• **YOUR OBJECTIVE**: Repeat exactly the opening lines of the records, ending with the line that contains "use std::sync::Mutex;".

### DATASET CONTENT ###

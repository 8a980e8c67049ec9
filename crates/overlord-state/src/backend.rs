use crate::{fsync_dir, StateError};
use std::fs;
use std::io::Write;
use std::path::{Path, PathBuf};
use std::sync::atomic::{AtomicUsize, Ordering};
use std::sync::Mutex;
use tempfile::NamedTempFile;
use tracing::debug;

/// Where checkpoints go.
pub trait Backend: Send + Sync {
    /// Return the last checkpointed bytes, or `None` if nothing was ever saved.
    fn load(&self) -> Result<Option<Vec<u8>>, StateError>;

    /// Atomically replace the persisted document with `data`.
    fn checkpoint(&self, data: &[u8]) -> Result<(), StateError>;

    /// Human-readable location used in error messages.
    fn location(&self) -> PathBuf;
}

/// Single-file backend: write to a temp file in the same directory, fsync,
/// rename over the target, fsync the directory.
#[derive(Debug, Clone)]
pub struct FileBackend {
    path: PathBuf,
}

impl FileBackend {
    pub fn new(path: impl Into<PathBuf>) -> Self {
        Self { path: path.into() }
    }

    #[inline]
    pub fn path(&self) -> &Path {
        &self.path
    }

    fn dir(&self) -> PathBuf {
        match self.path.parent() {
            Some(p) if !p.as_os_str().is_empty() => p.to_path_buf(),
            _ => PathBuf::from("."),
        }
    }
}

impl Backend for FileBackend {
    fn load(&self) -> Result<Option<Vec<u8>>, StateError> {
        match fs::read(&self.path) {
            Ok(bytes) => Ok(Some(bytes)),
            Err(e) if e.kind() == std::io::ErrorKind::NotFound => Ok(None),
            Err(e) => Err(StateError::Io(e)),
        }
    }

    fn checkpoint(&self, data: &[u8]) -> Result<(), StateError> {
        let dir = self.dir();
        fs::create_dir_all(&dir)?;
        let mut tmp = NamedTempFile::new_in(&dir)?;
        tmp.write_all(data)?;
        tmp.as_file().sync_all()?;
        tmp.persist(&self.path).map_err(|e| StateError::Io(e.error))?;
        fsync_dir(&dir)?;
        debug!("checkpointed {} bytes to {}", data.len(), self.path.display());
        Ok(())
    }

    fn location(&self) -> PathBuf {
        self.path.clone()
    }
}

/// In-memory backend that keeps every checkpoint, for tests and tooling.
#[derive(Debug, Default)]
pub struct MemoryBackend {
    last: Mutex<Option<Vec<u8>>>,
    count: AtomicUsize,
}

impl MemoryBackend {
    pub fn new() -> Self {
        Self::default()
    }

    /// Seed the backend as if `data` had been checkpointed by a previous run.
    pub fn with_data(data: Vec<u8>) -> Self {
        Self {
            last: Mutex::new(Some(data)),
            count: AtomicUsize::new(0),
        }
    }

    pub fn checkpoints(&self) -> usize {
        self.count.load(Ordering::SeqCst)
    }

    pub fn last_checkpoint(&self) -> Option<Vec<u8>> {
        self.last
            .lock()
            .unwrap_or_else(std::sync::PoisonError::into_inner)
            .clone()
    }
}

impl Backend for MemoryBackend {
    fn load(&self) -> Result<Option<Vec<u8>>, StateError> {
        Ok(self.last_checkpoint())
    }

    fn checkpoint(&self, data: &[u8]) -> Result<(), StateError> {
        *self
            .last
            .lock()
            .unwrap_or_else(std::sync::PoisonError::into_inner) = Some(data.to_vec());
        self.count.fetch_add(1, Ordering::SeqCst);
        Ok(())
    }

    fn location(&self) -> PathBuf {
        PathBuf::from("<memory>")
    }
}

impl<B: Backend + ?Sized> Backend for std::sync::Arc<B> {
    fn load(&self) -> Result<Option<Vec<u8>>, StateError> {
        (**self).load()
    }

    fn checkpoint(&self, data: &[u8]) -> Result<(), StateError> {
        (**self).checkpoint(data)
    }

    fn location(&self) -> PathBuf {
        (**self).location()
    }
}
//! Long-running stress test for the overlord engine.
//!
//! Runs hundreds of install changes against a file-backed state, a share of
//! them failing mid-chain so their lanes unwind, and prunes periodically.
//! After pruning it checks for leaks (leftover changes, orphaned tasks,
//! stuck handlers) and that the state file still decodes.
//!
//! Usage:
//!   cargo run --bin stress_test -- [--cycles N]

use chrono::Utc;
use overlord_engine::{
    init_logging, install_signal_handler, shutdown_requested, EngineConfig, HandlerRegistry,
    Outcome, TaskError, TaskRunner,
};
use overlord_state::{ChangeId, State, Status};
use std::path::Path;
use std::time::{Duration, Instant};

const SNAPS_PER_CHANGE: usize = 3;

struct Timings {
    plan: Duration,
    settle: Duration,
    prune: Duration,
}

#[derive(Default)]
struct Tally {
    done: usize,
    error: usize,
}

fn registry() -> HandlerRegistry {
    let mut reg = HandlerRegistry::new();
    for kind in ["prepare-snap", "mount-snap", "link-snap"] {
        reg.register(kind, |_| Ok(Outcome::Complete), |_| Ok(Outcome::Complete))
            .expect("register handler");
    }
    reg.register(
        "run-hooks",
        |ctx| {
            if ctx.get::<bool>("fail").unwrap_or(false) {
                Err(TaskError::fatal("configure hook exited with status 1"))
            } else {
                Ok(Outcome::Complete)
            }
        },
        |_| Ok(Outcome::Complete),
    )
    .expect("register handler");
    reg
}

/// One change installing `SNAPS_PER_CHANGE` snaps, each in its own lane.
fn plan_change(state: &State, cycle: usize) -> Result<ChangeId, String> {
    let mut st = state.lock();
    let chg = st.new_change("install-snaps", &format!("Install batch {cycle}"));
    for n in 0..SNAPS_PER_CHANGE {
        let lane = st.new_lane();
        let mut prev = None;
        for kind in ["prepare-snap", "mount-snap", "link-snap", "run-hooks"] {
            let t = st
                .new_task(chg, kind, &format!("{kind} snap-{n}"))
                .map_err(|e| format!("cycle {cycle}: PLAN FAILED: {e}"))?;
            st.join_lane(t, lane).map_err(|e| e.to_string())?;
            if let Some(p) = prev {
                st.wait_for(t, p).map_err(|e| e.to_string())?;
            }
            if kind == "run-hooks" && n == 0 && cycle.is_multiple_of(7) {
                let task = st.task_mut(t).ok_or("task vanished")?;
                task.set("fail", &true).map_err(|e| e.to_string())?;
            }
            prev = Some(t);
        }
    }
    st.unlock().map_err(|e| e.to_string())?;
    Ok(chg)
}

fn run_cycle(
    runner: &TaskRunner,
    cycle: usize,
    timings: &mut Timings,
    tally: &mut Tally,
) -> Result<(), String> {
    let t0 = Instant::now();
    let chg = plan_change(runner.state(), cycle)?;
    timings.plan += t0.elapsed();

    let t0 = Instant::now();
    runner
        .settle(Duration::from_secs(30))
        .map_err(|e| format!("cycle {cycle}: SETTLE FAILED: {e}"))?;
    timings.settle += t0.elapsed();

    let expect_failure = cycle.is_multiple_of(7);
    match runner.state().lock().change_status(chg) {
        Some(Status::Done) if !expect_failure => tally.done += 1,
        Some(Status::Error) if expect_failure => tally.error += 1,
        other => return Err(format!("cycle {cycle}: UNEXPECTED STATUS {other:?}")),
    }

    if cycle.is_multiple_of(10) {
        let t0 = Instant::now();
        let report = runner
            .prune(Utc::now() + chrono::Duration::hours(1))
            .map_err(|e| format!("cycle {cycle}: PRUNE FAILED: {e}"))?;
        timings.prune += t0.elapsed();
        if cycle.is_multiple_of(100) {
            println!(
                "  cycle {cycle}: pruned {} changes, {} orphan tasks",
                report.removed_changes.len(),
                report.removed_orphans.len()
            );
        }
    }
    Ok(())
}

fn check_health(runner: &TaskRunner, cycle: usize) -> u64 {
    let mut failures = 0u64;
    let st = runner.state().lock();
    let changes = st.changes().count();
    if changes > 0 {
        eprintln!("  cycle {cycle}: CHANGE LEAK: {changes} changes survived pruning");
        failures += 1;
    }
    let tasks = st.tasks().count();
    if tasks > 0 {
        eprintln!("  cycle {cycle}: TASK LEAK: {tasks} tasks survived pruning");
        failures += 1;
    }
    drop(st);
    let running = runner.running().len();
    if running > 0 {
        eprintln!("  cycle {cycle}: HANDLER LEAK: {running} handlers still running");
        failures += 1;
    }
    failures
}

fn verify_file(path: &Path) -> Result<(usize, u64), String> {
    let bytes = std::fs::read(path).map_err(|e| e.to_string())?;
    let doc = overlord_state::state::decode(&bytes, path).map_err(|e| e.to_string())?;
    Ok((doc.changes().count(), doc.last_task_id()))
}

fn print_report(cycles: usize, failures: u64, timings: &Timings, tally: &Tally, path: &Path) {
    println!();
    println!("============================================");
    println!("Results: {cycles} cycles, {failures} failures");
    println!(
        "  plan:    {:.3}s total, {:.3}ms avg",
        timings.plan.as_secs_f64(),
        timings.plan.as_secs_f64() * 1000.0 / cycles as f64
    );
    println!(
        "  settle:  {:.3}s total, {:.3}ms avg",
        timings.settle.as_secs_f64(),
        timings.settle.as_secs_f64() * 1000.0 / cycles as f64
    );
    println!("  prune:   {:.3}s total", timings.prune.as_secs_f64());
    println!("  changes done: {}, rolled back: {}", tally.done, tally.error);
    let file_ok = match verify_file(path) {
        Ok((changes, last_task)) => {
            println!("  state file: {changes} changes, last task id {last_task}");
            true
        }
        Err(e) => {
            println!("  state file: ERROR: {e}");
            false
        }
    };

    if failures > 0 || !file_ok {
        eprintln!("\nSTRESS TEST FAILED");
        std::process::exit(1);
    } else {
        println!("\nSTRESS TEST PASSED");
    }
}

fn main() {
    init_logging("warn");
    install_signal_handler();

    let args: Vec<String> = std::env::args().collect();
    let cycles: usize = args
        .iter()
        .position(|a| a == "--cycles")
        .and_then(|i| args.get(i + 1))
        .and_then(|s| s.parse().ok())
        .unwrap_or(500);

    println!("overlord stress test: {cycles} cycles");
    println!("============================================");

    let dir = tempfile::tempdir().expect("create temp dir");
    let path = dir.path().join("state.json");
    let state = State::open(&path).expect("open state");

    let mut config = EngineConfig::default();
    config.retry.initial_ms = 1;
    config.retry.max_ms = 10;
    config.prune.prune_wait_secs = 0;
    let runner = TaskRunner::new(state, registry(), config).expect("create runner");

    let mut timings = Timings {
        plan: Duration::ZERO,
        settle: Duration::ZERO,
        prune: Duration::ZERO,
    };
    let mut tally = Tally::default();
    let mut failures = 0u64;
    let mut completed = 0;

    for cycle in 1..=cycles {
        if shutdown_requested() {
            println!("  interrupted after {completed} cycles");
            break;
        }
        if let Err(msg) = run_cycle(&runner, cycle, &mut timings, &mut tally) {
            eprintln!("  {msg}");
            failures += 1;
            continue;
        }
        completed = cycle;
        if cycle.is_multiple_of(50) {
            failures += check_health(&runner, cycle);
        }
        if cycle.is_multiple_of(100) {
            let elapsed = timings.plan + timings.settle + timings.prune;
            println!(
                "  cycle {cycle}/{cycles}: {:.1}s elapsed, {failures} failures",
                elapsed.as_secs_f64()
            );
        }
    }

    runner.stop();
    print_report(completed.max(1), failures, &timings, &tally, &path);
}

###

• **THE COMPLETED TASK**:
repository 8a980e8c67049ec9
filename crates/overlord-state/src/backend.rs
use crate::{fsync_dir, StateError};
use std::fs;
use std::io::Write;
use std::path::{Path, PathBuf};
use std::sync::atomic::{AtomicUsize, Ordering};
use std::sync::Mutex;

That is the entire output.